08. Juli, 2026

Politik

Erleichterter Zugang für ukrainische Ärzte: Bundesregierung plant rechtliche Anpassungen

Erleichterter Zugang für ukrainische Ärzte: Bundesregierung plant rechtliche Anpassungen

Die Bundesregierung plant, ukrainischen Medizinerinnen und Medizinern den Zugang zum deutschen Arbeitsmarkt zu erleichtern. Das Bundesgesundheitsministerium prüft derzeit eine Änderung der Approbationsordnung, um die Fortsetzung von nicht abgeschlossenen medizinischen Ausbildungen aus der Ukraine in Deutschland zu ermöglichen.

Für diejenigen mit abgeschlossener Ausbildung sei keine Bundesrechtsänderung erforderlich, wie das Ministerium betonte. Diese Klarstellung erfolgt als Reaktion auf Forderungen der Länder und einen Bericht der 'Welt am Sonntag', laut dem seit Beginn des russischen Angriffskriegs auf die Ukraine über 1.400 geflohene ukrainische Ärzte auf ihre Zulassung in Deutschland warten.

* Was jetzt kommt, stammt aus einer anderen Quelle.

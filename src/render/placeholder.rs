use crate::core::viewport::MapViewport;
use crate::render::surface::{EventQueue, RenderSurface, SurfaceEvent, SurfaceFrame};
use crate::Result;

/// Non-interactive stand-in that only reports aggregate counts
#[derive(Debug, Default)]
pub struct PlaceholderSurface {
    property_count: usize,
    cluster_count: usize,
    total_count: u64,
    is_clustered: bool,
    loading: bool,
    error: Option<String>,
    events: EventQueue,
}

impl PlaceholderSurface {
    pub fn new() -> Self {
        Self::default()
    }

    pub fn total_count(&self) -> u64 {
        self.total_count
    }

    /// Text shown in place of the map
    pub fn summary(&self) -> String {
        if let Some(error) = &self.error {
            return format!("Map unavailable: {}", error);
        }
        if self.loading && self.total_count == 0 {
            return "Loading properties…".to_string();
        }
        let noun = if self.total_count == 1 {
            "property"
        } else {
            "properties"
        };
        if self.is_clustered {
            format!(
                "{} {} in {} areas",
                self.total_count, noun, self.cluster_count
            )
        } else {
            format!(
                "{} {} ({} shown)",
                self.total_count, noun, self.property_count
            )
        }
    }
}

impl RenderSurface for PlaceholderSurface {
    fn name(&self) -> &'static str {
        "placeholder"
    }

    fn render(&mut self, frame: &SurfaceFrame) -> Result<()> {
        self.property_count = frame.data.properties.len();
        self.cluster_count = frame.data.clusters.len();
        self.total_count = frame.data.total_count;
        self.is_clustered = frame.data.is_clustered;
        self.loading = frame.is_loading;
        self.error = None;
        Ok(())
    }

    fn set_loading(&mut self, loading: bool) {
        self.loading = loading;
    }

    fn map_error(&mut self, message: &str) {
        self.error = Some(message.to_string());
        self.events.push(SurfaceEvent::MapError(message.to_string()));
    }

    fn bounds_changed(&mut self, viewport: MapViewport) {
        self.events.push(SurfaceEvent::BoundsChanged(viewport));
    }

    fn marker_click(&mut self, id: &str) {
        self.events.push(SurfaceEvent::MarkerClick {
            property_id: id.to_string(),
        });
    }

    fn hover(&mut self, id: Option<&str>) {
        self.events
            .push(SurfaceEvent::PropertyHover(id.map(str::to_string)));
    }

    fn drain_events(&mut self) -> Vec<SurfaceEvent> {
        self.events.drain()
    }
}

#[cfg(test)]
mod tests {
    use super::*;
    use crate::model::response::MapDataResponse;
    use std::sync::Arc;

    #[test]
    fn test_summary_states() {
        let mut surface = PlaceholderSurface::new();
        surface.set_loading(true);
        assert_eq!(surface.summary(), "Loading properties…");

        surface
            .render(&SurfaceFrame {
                data: Arc::new(MapDataResponse {
                    properties: Vec::new(),
                    clusters: Vec::new(),
                    total_count: 120,
                    is_clustered: true,
                }),
                is_loading: false,
            })
            .unwrap();
        assert_eq!(surface.summary(), "120 properties in 0 areas");

        surface.map_error("timeout");
        assert_eq!(surface.summary(), "Map unavailable: timeout");
    }
}
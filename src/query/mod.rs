pub mod cache;
pub mod fetcher;
pub mod key;
pub mod observer;

// Re-exports for convenience
pub use cache::QueryCache;
pub use fetcher::MapDataFetcher;
pub use key::{MapDataRequest, QueryKey};
pub use observer::{MapDataQuery, QueryState, QueryStatus};
use std::sync::Arc;
use std::time::Duration;
use tokio::sync::watch;
use tokio::task::JoinHandle;
use tokio::time::Instant;

/// Holds the latest candidate and commits it once no newer input has
/// arrived for `delay`.
#[derive(Debug, Clone)]
pub struct FixedDebounce<T> {
    delay: Duration,
    pending: Option<(T, Instant)>,
    committed: Option<T>,
}

impl<T: Clone> FixedDebounce<T> {
    pub fn new(delay: Duration) -> Self {
        Self {
            delay,
            pending: None,
            committed: None,
        }
    }

    pub fn delay(&self) -> Duration {
        self.delay
    }

    /// Applies to timers started after this call
    pub fn set_delay(&mut self, delay: Duration) {
        self.delay = delay;
    }

    /// Replaces the candidate and restarts the timer
    pub fn push(&mut self, value: T, now: Instant) {
        let delay = self.delay;
        self.push_with_delay(value, now, delay);
    }

    pub fn push_with_delay(&mut self, value: T, now: Instant, delay: Duration) {
        self.pending = Some((value, now + delay));
    }

    /// Commits and returns the candidate if its timer has fired
    pub fn poll(&mut self, now: Instant) -> Option<T> {
        match &self.pending {
            Some((_, deadline)) if now >= *deadline => {
                let (value, _) = self.pending.take()?;
                self.committed = Some(value.clone());
                Some(value)
            }
            _ => None,
        }
    }

    pub fn deadline(&self) -> Option<Instant> {
        self.pending.as_ref().map(|(_, deadline)| *deadline)
    }

    pub fn is_pending(&self) -> bool {
        self.pending.is_some()
    }

    /// Drops the candidate without committing it
    pub fn cancel(&mut self) {
        self.pending = None;
    }

    /// Last committed value
    pub fn committed(&self) -> Option<&T> {
        self.committed.as_ref()
    }
}

/// Tokio-driven debouncer publishing committed values on a `watch` channel.
/// Dropping it aborts the pending timer.
pub struct Debouncer<T> {
    delay: Duration,
    tx: Arc<watch::Sender<Option<T>>>,
    pending: Option<JoinHandle<()>>,
}

impl<T: Clone + Send + Sync + 'static> Debouncer<T> {
    pub fn new(delay: Duration) -> (Self, watch::Receiver<Option<T>>) {
        let (tx, rx) = watch::channel(None);
        (
            Self {
                delay,
                tx: Arc::new(tx),
                pending: None,
            },
            rx,
        )
    }

    pub fn subscribe(&self) -> watch::Receiver<Option<T>> {
        self.tx.subscribe()
    }

    pub fn set_delay(&mut self, delay: Duration) {
        self.delay = delay;
    }

    pub fn push(&mut self, value: T) {
        let delay = self.delay;
        self.push_with_delay(value, delay);
    }

    pub fn push_with_delay(&mut self, value: T, delay: Duration) {
        self.cancel();
        let tx = self.tx.clone();
        self.pending = Some(tokio::spawn(async move {
            tokio::time::sleep(delay).await;
            tx.send_replace(Some(value));
        }));
    }

    pub fn cancel(&mut self) {
        if let Some(handle) = self.pending.take() {
            handle.abort();
        }
    }

    pub fn is_pending(&self) -> bool {
        self.pending
            .as_ref()
            .map(|handle| !handle.is_finished())
            .unwrap_or(false)
    }
}

impl<T> Drop for Debouncer<T> {
    fn drop(&mut self) {
        if let Some(handle) = self.pending.take() {
            handle.abort();
        }
    }
}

Darüber hinaus ergab eine Umfrage der 'Welt am Sonntag', dass seit Februar 2022 mindestens 1.674 ukrainische Mediziner einen Antrag auf Approbation in Deutschland gestellt haben. Bislang seien jedoch nur 187 Anträge genehmigt worden, während 1.402 noch in Bearbeitung sind. Die Daten beruhen auf Rückmeldungen aus 14 Bundesländern; Bremen und Hessen konnten lediglich unvollständige Informationen liefern.

Die Verzögerungen bei der Bearbeitung der Anträge betreffen nicht nur Ukrainer: Für Mediziner aus Nicht-EU-Ländern dauere es typischerweise zwischen 15 Monaten und drei Jahren, bis eine Approbation erteilt werde. Susanne Johna, Vorsitzende der Medizinervereinigung Marburger Bund, wies darauf hin, dass viele Ärzte aus Drittstaaten aufgrund bürokratischer Hürden und überlasteter Landesbehörden zunehmend andere europäische Länder bevorzugen.

Niedersachsens Gesundheitsminister Andreas Philippi forderte Bundesgesundheitsminister Karl Lauterbach auf, die Anerkennungsverfahren zu digitalisieren und zu standardisieren, um sie zu beschleunigen. Lauterbach entgegnete auf der Plattform X, dass viele Länder sowohl zu wenige einheimische als auch ausländische Ärzte ausbildeten und zuließen. Er betonte, dass das Thema Teil der Gesundheitsreformen im Herbst sei und auch die Anerkennung ausländischer Pflegekräfte umfasse.